● **Materials provided**:
********************

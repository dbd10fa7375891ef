use crate::output::print_json;
use serde::Serialize;
use std::path::Path;
use vestibule_core::feed::FeedStore;
use vestibule_core::menu;
use vestibule_core::session::{SessionRegistry, SlotAction};
use vestibule_core::surface::MemorySurface;
use vestibule_core::types::{ActorId, Feature, ROW_WIDTH};

// ---------------------------------------------------------------------------
// layout: render the effective menu grid
// ---------------------------------------------------------------------------

#[derive(Serialize)]
struct SlotReport {
    slot: usize,
    label: String,
    icon: String,
    interactive: bool,
}

pub fn run(config_path: Option<&Path>, json: bool) -> anyhow::Result<()> {
    let mut config = super::load_config(config_path)?;
    for warning in config.normalize() {
        tracing::warn!("config: {}", warning.message);
    }

    let feed = FeedStore::new(config.feed.capacity, config.feed.enabled);
    let mut registry = SessionRegistry::new();
    let mut surface = MemorySurface::default();
    let actor = ActorId::new();
    registry.open(
        &mut surface,
        actor,
        &config.menu.title,
        config.menu.grid_size,
        &mut |session| menu::populate(session, &config, &feed),
    );
    let session = registry
        .session(&actor)
        .ok_or_else(|| anyhow::anyhow!("no session tracked after open"))?;

    if json {
        let slots: Vec<SlotReport> = (0..session.grid_size())
            .filter_map(|i| session.slot(i).map(|b| (i, b)))
            .map(|(slot, binding)| SlotReport {
                slot,
                label: binding.item.label.clone(),
                icon: binding.item.icon.as_str().to_string(),
                interactive: binding.action.is_some(),
            })
            .collect();
        return print_json(&slots);
    }

    println!("{} ({} slots)", session.title(), session.grid_size());
    println!();
    for row in 0..(session.grid_size() / ROW_WIDTH) {
        let cells: Vec<String> = (0..ROW_WIDTH)
            .map(|col| cell_tag(session.slot(row * ROW_WIDTH + col).and_then(|b| b.action)))
            .collect();
        println!("  {}", cells.join(" "));
    }
    println!();
    println!("  legend: ···· filler   FEED live feed   RLOD reload   others toggle a feature");
    Ok(())
}

fn cell_tag(action: Option<SlotAction>) -> String {
    match action {
        None => "····".to_string(),
        Some(SlotAction::RefreshFeed) => "FEED".to_string(),
        Some(SlotAction::ReloadConfig) => "RLOD".to_string(),
        Some(SlotAction::ToggleFeature(feature)) => feature_tag(feature).to_string(),
    }
}

fn feature_tag(feature: Feature) -> &'static str {
    match feature {
        Feature::Greetings => "GREE",
        Feature::DepartureNotices => "DEPA",
        Feature::FirstEncounter => "FRST",
        Feature::Titles => "TITL",
        Feature::Sounds => "SOND",
        Feature::Effects => "EFCT",
        Feature::BroadcastGreetings => "BCST",
        Feature::Fireworks => "FIRE",
        Feature::Kit => "KIT ",
        Feature::StatusBar => "SBAR",
        Feature::Ticker => "TICK",
        Feature::Commands => "CMND",
        Feature::Handbook => "BOOK",
    }
}
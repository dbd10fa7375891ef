//! The welcome pipeline: a fixed, declared-order list of independent feature
//! steps run after an arrival's delay elapses.
//!
//! Each step reads its own enablement flag; a failing step is reported at the
//! step boundary and never prevents its siblings from running. Steps may
//! request secondary delayed sub-actions, which the caller schedules as
//! ordinary tasks with their own liveness guard.

use crate::config::WelcomeConfig;
use crate::error::Result;
use crate::surface::FeatureSink;
use crate::types::{ActorId, Feature};

// ---------------------------------------------------------------------------
// StepContext
// ---------------------------------------------------------------------------

/// Everything a step may read. The first-encounter flag is captured once at
/// the original arrival trigger, never re-evaluated at fire time, so a rapid
/// reconnect during the delay window cannot change which variant runs.
#[derive(Debug, Clone, Copy)]
pub struct StepContext<'a> {
    pub actor: ActorId,
    pub actor_name: &'a str,
    pub first_encounter: bool,
    pub config: &'a WelcomeConfig,
}

// ---------------------------------------------------------------------------
// Deferred sub-actions
// ---------------------------------------------------------------------------

/// Feature work a step pushes past its own run via the scheduler.
#[derive(Debug, Clone, Copy, PartialEq, Eq)]
pub enum DeferredStep {
    Fireworks,
    Kit,
    Commands,
    Ticker,
}

/// A step's request for a secondary delayed sub-action.
#[derive(Debug, Clone, Copy, PartialEq, Eq)]
pub struct FollowUp {
    pub delay_ticks: i64,
    pub step: DeferredStep,
}

// ---------------------------------------------------------------------------
// FeatureStep / WelcomePipeline
// ---------------------------------------------------------------------------

pub type StepFn = Box<dyn Fn(&StepContext, &mut dyn FeatureSink) -> Result<Vec<FollowUp>>>;

/// One independently toggleable behavior in the pipeline.
pub struct FeatureStep {
    pub name: &'static str,
    /// The enablement flag consulted before the step runs.
    pub feature: Feature,
    pub run: StepFn,
}

impl std::fmt::Debug for FeatureStep {
    fn fmt(&self, f: &mut std::fmt::Formatter<'_>) -> std::fmt::Result {
        f.debug_struct("FeatureStep")
            .field("name", &self.name)
            .field("feature", &self.feature)
            .finish()
    }
}

#[derive(Debug)]
pub struct WelcomePipeline {
    steps: Vec<FeatureStep>,
}

impl WelcomePipeline {
    pub fn new(steps: Vec<FeatureStep>) -> Self {
        WelcomePipeline { steps }
    }

    pub fn len(&self) -> usize {
        self.steps.len()
    }

    pub fn is_empty(&self) -> bool {
        self.steps.is_empty()
    }

    pub fn step_names(&self) -> impl Iterator<Item = &'static str> + '_ {
        self.steps.iter().map(|s| s.name)
    }

    /// Run every enabled step in declared order, collecting follow-up
    /// requests. A step error is logged and the remaining steps still run.
    pub fn run(&self, ctx: &StepContext, sink: &mut dyn FeatureSink) -> Vec<FollowUp> {
        let mut follow_ups = Vec::new();
        for step in &self.steps {
            if !ctx.config.feature_enabled(step.feature) {
                continue;
            }
            match (step.run)(ctx, sink) {
                Ok(mut requested) => follow_ups.append(&mut requested),
                Err(err) => {
                    tracing::warn!(step = step.name, %err, "welcome step failed");
                }
            }
        }
        follow_ups
    }
}

// ---------------------------------------------------------------------------
// Tests
// ---------------------------------------------------------------------------

#[cfg(test)]
mod tests {
    use super::*;
    use crate::error::VestibuleError;
    use crate::surface::RecordingSink;
    use std::cell::Cell;
    use std::rc::Rc;

    fn counting_step(name: &'static str, feature: Feature, hits: Rc<Cell<u32>>) -> FeatureStep {
        FeatureStep {
            name,
            feature,
            run: Box::new(move |_, _| {
                hits.set(hits.get() + 1);
                Ok(Vec::new())
            }),
        }
    }

    #[test]
    fn disabled_step_is_skipped() {
        let hits = Rc::new(Cell::new(0));
        let pipeline = WelcomePipeline::new(vec![counting_step(
            "greeting",
            Feature::Greetings,
            hits.clone(),
        )]);

        let actor = ActorId::new();
        let mut config = WelcomeConfig::default();
        config.set_feature_enabled(Feature::Greetings, false);
        let ctx = StepContext {
            actor,
            actor_name: "Ann",
            first_encounter: false,
            config: &config,
        };
        pipeline.run(&ctx, &mut RecordingSink::default());
        assert_eq!(hits.get(), 0);

        config.set_feature_enabled(Feature::Greetings, true);
        let ctx = StepContext {
            actor,
            actor_name: "Ann",
            first_encounter: false,
            config: &config,
        };
        pipeline.run(&ctx, &mut RecordingSink::default());
        assert_eq!(hits.get(), 1);
    }

    #[test]
    fn failing_step_does_not_abort_siblings() {
        let hits = Rc::new(Cell::new(0));
        let pipeline = WelcomePipeline::new(vec![
            FeatureStep {
                name: "broken",
                feature: Feature::Sounds,
                run: Box::new(|_, _| Err(VestibuleError::UnknownCue("kazoo".to_string()))),
            },
            counting_step("after", Feature::Titles, hits.clone()),
        ]);

        let config = WelcomeConfig::default();
        let ctx = StepContext {
            actor: ActorId::new(),
            actor_name: "Ann",
            first_encounter: false,
            config: &config,
        };
        pipeline.run(&ctx, &mut RecordingSink::default());
        assert_eq!(hits.get(), 1);
    }

    #[test]
    fn steps_run_in_declared_order_and_follow_ups_accumulate() {
        let pipeline = WelcomePipeline::new(vec![
            FeatureStep {
                name: "first",
                feature: Feature::Fireworks,
                run: Box::new(|_, sink| {
                    sink.operator_notice("first");
                    Ok(vec![FollowUp { delay_ticks: 20, step: DeferredStep::Fireworks }])
                }),
            },
            FeatureStep {
                name: "second",
                feature: Feature::Kit,
                run: Box::new(|_, sink| {
                    sink.operator_notice("second");
                    Ok(vec![FollowUp { delay_ticks: 40, step: DeferredStep::Kit }])
                }),
            },
        ]);

        let config = WelcomeConfig::default();
        let ctx = StepContext {
            actor: ActorId::new(),
            actor_name: "Ann",
            first_encounter: true,
            config: &config,
        };
        let mut sink = RecordingSink::default();
        let follow_ups = pipeline.run(&ctx, &mut sink);

        assert_eq!(sink.calls, vec!["notice: first", "notice: second"]);
        assert_eq!(
            follow_ups,
            vec![
                FollowUp { delay_ticks: 20, step: DeferredStep::Fireworks },
                FollowUp { delay_ticks: 40, step: DeferredStep::Kit },
            ]
        );
    }
}
impl Default for FeedConfig {
    fn default() -> Self {
        FeedConfig {
            enabled: true,
            capacity: default_feed_capacity(),
            display_count: default_feed_display_count(),
            time_format: default_time_format(),
            join_label: default_join_label(),
            leave_label: default_leave_label(),
            header: default_feed_header(),
            empty_message: default_feed_empty_message(),
            refresh_hint: default_feed_refresh_hint(),
            entry_format: default_feed_entry_format(),
        }
    }
}

// ---------------------------------------------------------------------------
// CueConfig (menu click feedback)
// ---------------------------------------------------------------------------

#[derive(Debug, Clone, Serialize, Deserialize)]
pub struct CueConfig {
    #[serde(default = "default_click_cue")]
    pub click: String,
    #[serde(default = "default_volume")]
    pub click_volume: f32,
    #[serde(default = "default_pitch")]
    pub click_pitch: f32,
    #[serde(default = "default_refresh_cue")]
    pub refresh: String,
    #[serde(default = "default_refresh_volume")]
    pub refresh_volume: f32,
    #[serde(default = "default_refresh_pitch")]
    pub refresh_pitch: f32,
}

fn default_click_cue() -> String {
    Cue::Click.as_str().to_string()
}

fn default_refresh_cue() -> String {
    Cue::Sparkle.as_str().to_string()
}

fn default_refresh_volume() -> f32 {
    0.5
}

fn default_refresh_pitch() -> f32 {
    1.5
}

impl Default for CueConfig {
    fn default() -> Self {
        CueConfig {
            click: default_click_cue(),
            click_volume: default_volume(),
            click_pitch: default_pitch(),
            refresh: default_refresh_cue(),
            refresh_volume: default_refresh_volume(),
            refresh_pitch: default_refresh_pitch(),
        }
    }
}

// ---------------------------------------------------------------------------
// Menu configuration
// ---------------------------------------------------------------------------

#[derive(Debug, Clone, Serialize, Deserialize)]
pub struct ToggleConfig {
    pub slot: usize,
    pub icon_enabled: String,
    pub icon_disabled: String,
    pub label: String,
    #[serde(default)]
    pub detail: Vec<String>,
}

fn toggle(slot: usize, on: Icon, off: Icon, label: &str, detail: &[&str]) -> ToggleConfig {
    ToggleConfig {
        slot,
        icon_enabled: on.as_str().to_string(),
        icon_disabled: off.as_str().to_string(),
        label: label.to_string(),
        detail: detail.iter().map(|s| s.to_string()).collect(),
    }
}

#[derive(Debug, Clone, Serialize, Deserialize)]
pub struct ToggleTable {
    #[serde(default = "default_greetings_toggle")]
    pub greetings: ToggleConfig,
    #[serde(default = "default_departure_toggle")]
    pub departure_notices: ToggleConfig,
    #[serde(default = "default_first_encounter_toggle")]
    pub first_encounter: ToggleConfig,
    #[serde(default = "default_titles_toggle")]
    pub titles: ToggleConfig,
    #[serde(default = "default_sounds_toggle")]
    pub sounds: ToggleConfig,
    #[serde(default = "default_effects_toggle")]
    pub effects: ToggleConfig,
    #[serde(default = "default_broadcast_toggle")]
    pub broadcast_greetings: ToggleConfig,
    #[serde(default = "default_fireworks_toggle")]
    pub fireworks: ToggleConfig,
    #[serde(default = "default_kit_toggle")]
    pub kit: ToggleConfig,
    #[serde(default = "default_status_bar_toggle")]
    pub status_bar: ToggleConfig,
    #[serde(default = "default_ticker_toggle")]
    pub ticker: ToggleConfig,
}

fn default_greetings_toggle() -> ToggleConfig {
    toggle(20, Icon::ToggleOn, Icon::ToggleOff, "Greeting messages", &[
        "Greets every actor who arrives.",
    ])
}

fn default_departure_toggle() -> ToggleConfig {
    toggle(21, Icon::ToggleOn, Icon::ToggleOff, "Departure notices", &[
        "Announces actors leaving.",
    ])
}

fn default_first_encounter_toggle() -> ToggleConfig {
    toggle(22, Icon::Gold, Icon::Slate, "First-encounter greeting", &[
        "Extra greeting for brand-new actors.",
    ])
}

fn default_titles_toggle() -> ToggleConfig {
    toggle(23, Icon::Scroll, Icon::Barrier, "Welcome titles", &[
        "Title overlay on arrival.",
    ])
}

fn default_sounds_toggle() -> ToggleConfig {
    toggle(24, Icon::Note, Icon::Mute, "Welcome sounds", &[
        "Audio cue on arrival.",
    ])
}

fn default_effects_toggle() -> ToggleConfig {
    toggle(29, Icon::Spark, Icon::Ash, "Welcome effects", &[
        "Particle burst on arrival.",
    ])
}

fn default_broadcast_toggle() -> ToggleConfig {
    toggle(30, Icon::Bell, Icon::Bars, "Broadcast greetings", &[
        "Send greetings to everyone",
        "instead of only the arriving actor.",
    ])
}

fn default_fireworks_toggle() -> ToggleConfig {
    toggle(31, Icon::Rocket, Icon::Powder, "Welcome fireworks", &[
        "Firework burst after arrival.",
    ])
}

fn default_kit_toggle() -> ToggleConfig {
    toggle(32, Icon::Chest, Icon::Barrier, "Welcome kit", &[
        "Starter items for new actors.",
    ])
}

fn default_status_bar_toggle() -> ToggleConfig {
    toggle(33, Icon::Crown, Icon::Skull, "Status bar", &[
        "Timed banner across the screen.",
    ])
}

fn default_ticker_toggle() -> ToggleConfig {
    toggle(40, Icon::Tag, Icon::Barrier, "Ticker message", &[
        "Marquee above the action row.",
    ])
}

impl Default for ToggleTable {
    fn default() -> Self {
        ToggleTable {
            greetings: default_greetings_toggle(),
            departure_notices: default_departure_toggle(),
            first_encounter: default_first_encounter_toggle(),
            titles: default_titles_toggle(),
            sounds: default_sounds_toggle(),
            effects: default_effects_toggle(),
            broadcast_greetings: default_broadcast_toggle(),
            fireworks: default_fireworks_toggle(),
            kit: default_kit_toggle(),
            status_bar: default_status_bar_toggle(),
            ticker: default_ticker_toggle(),
        }
    }
}

impl ToggleTable {
    /// The features that carry a menu toggle, in declared composition order.
    pub const FEATURES: [Feature; 11] = [
        Feature::Greetings,
        Feature::DepartureNotices,
        Feature::FirstEncounter,
        Feature::Titles,
        Feature::Sounds,
        Feature::Effects,
        Feature::BroadcastGreetings,
        Feature::Fireworks,
        Feature::Kit,
        Feature::StatusBar,
        Feature::Ticker,
    ];

    pub fn get(&self, feature: Feature) -> Option<&ToggleConfig> {
        match feature {
            Feature::Greetings => Some(&self.greetings),
            Feature::DepartureNotices => Some(&self.departure_notices),
            Feature::FirstEncounter => Some(&self.first_encounter),
            Feature::Titles => Some(&self.titles),
            Feature::Sounds => Some(&self.sounds),
            Feature::Effects => Some(&self.effects),
            Feature::BroadcastGreetings => Some(&self.broadcast_greetings),
            Feature::Fireworks => Some(&self.fireworks),
            Feature::Kit => Some(&self.kit),
            Feature::StatusBar => Some(&self.status_bar),
            Feature::Ticker => Some(&self.ticker),
            Feature::Commands | Feature::Handbook => None,
        }
    }

    fn get_mut(&mut self, feature: Feature) -> Option<&mut ToggleConfig> {
        match feature {
            Feature::Greetings => Some(&mut self.greetings),
            Feature::DepartureNotices => Some(&mut self.departure_notices),
            Feature::FirstEncounter => Some(&mut self.first_encounter),
            Feature::Titles => Some(&mut self.titles),
            Feature::Sounds => Some(&mut self.sounds),
            Feature::Effects => Some(&mut self.effects),
            Feature::BroadcastGreetings => Some(&mut self.broadcast_greetings),
            Feature::Fireworks => Some(&mut self.fireworks),
            Feature::Kit => Some(&mut self.kit),
            Feature::StatusBar => Some(&mut self.status_bar),
            Feature::Ticker => Some(&mut self.ticker),
            Feature::Commands | Feature::Handbook => None,
        }
    }
}

#[derive(Debug, Clone, Serialize, Deserialize)]
pub struct ReloadButtonConfig {
    #[serde(default = "default_reload_slot")]
    pub slot: usize,
    #[serde(default = "default_reload_icon")]
    pub icon: String,
    #[serde(default = "default_reload_label")]
    pub label: String,
    #[serde(default = "default_reload_detail")]
    pub detail: Vec<String>,
}

fn default_reload_slot() -> usize {
    53
}

fn default_reload_icon() -> String {
    Icon::Cycle.as_str().to_string()
}

fn default_reload_label() -> String {
    "Reload configuration".to_string()
}

fn default_reload_detail() -> Vec<String> {
    vec![
        "Reloads the configuration file".to_string(),
        "without a restart.".to_string(),
    ]
}

impl Default for ReloadButtonConfig {
    fn default() -> Self {
        ReloadButtonConfig {
            slot: default_reload_slot(),
            icon: default_reload_icon(),
            label: default_reload_label(),
            detail: default_reload_detail(),
        }
    }
}

#[derive(Debug, Clone, Serialize, Deserialize)]
pub struct MenuConfig {
    #[serde(default = "default_menu_title")]
    pub title: String,
    /// Must be a positive multiple of the row width, at most six rows.
    #[serde(default = "default_grid_size")]
    pub grid_size: usize,
    #[serde(default = "default_feed_slot")]
    pub feed_slot: usize,
    #[serde(default = "default_feed_icon")]
    pub feed_icon: String,
    #[serde(default = "default_feed_label")]
    pub feed_label: String,
    #[serde(default)]
    pub reload: ReloadButtonConfig,
    #[serde(default = "default_filler_icon")]
    pub filler_icon: String,
    #[serde(default)]
    pub toggles: ToggleTable,
}

fn default_menu_title() -> String {
    "Welcome Setup".to_string()
}

fn default_grid_size() -> usize {
    MAX_GRID_SIZE
}

fn default_feed_slot() -> usize {
    13
}

fn default_feed_icon() -> String {
    Icon::Ledger.as_str().to_string()
}

fn default_feed_label() -> String {
    "Live Feed".to_string()
}

fn default_filler_icon() -> String {
    Icon::Pane.as_str().to_string()
}

impl Default for MenuConfig {
    fn default() -> Self {
        MenuConfig {
            title: default_menu_title(),
            grid_size: default_grid_size(),
            feed_slot: default_feed_slot(),
            feed_icon: default_feed_icon(),
            feed_label: default_feed_label(),
            reload: ReloadButtonConfig::default(),
            filler_icon: default_filler_icon(),
            toggles: ToggleTable::default(),
        }
    }
}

********************

● **Problem details**:
What lines in the entries contain "anyhow"? Report each one by copying it.

● **Finished exercise**:
pub fn run(config_path: Option<&Path>, json: bool) -> anyhow::Result<()> {
        .ok_or_else(|| anyhow::anyhow!("no session tracked after open"))?;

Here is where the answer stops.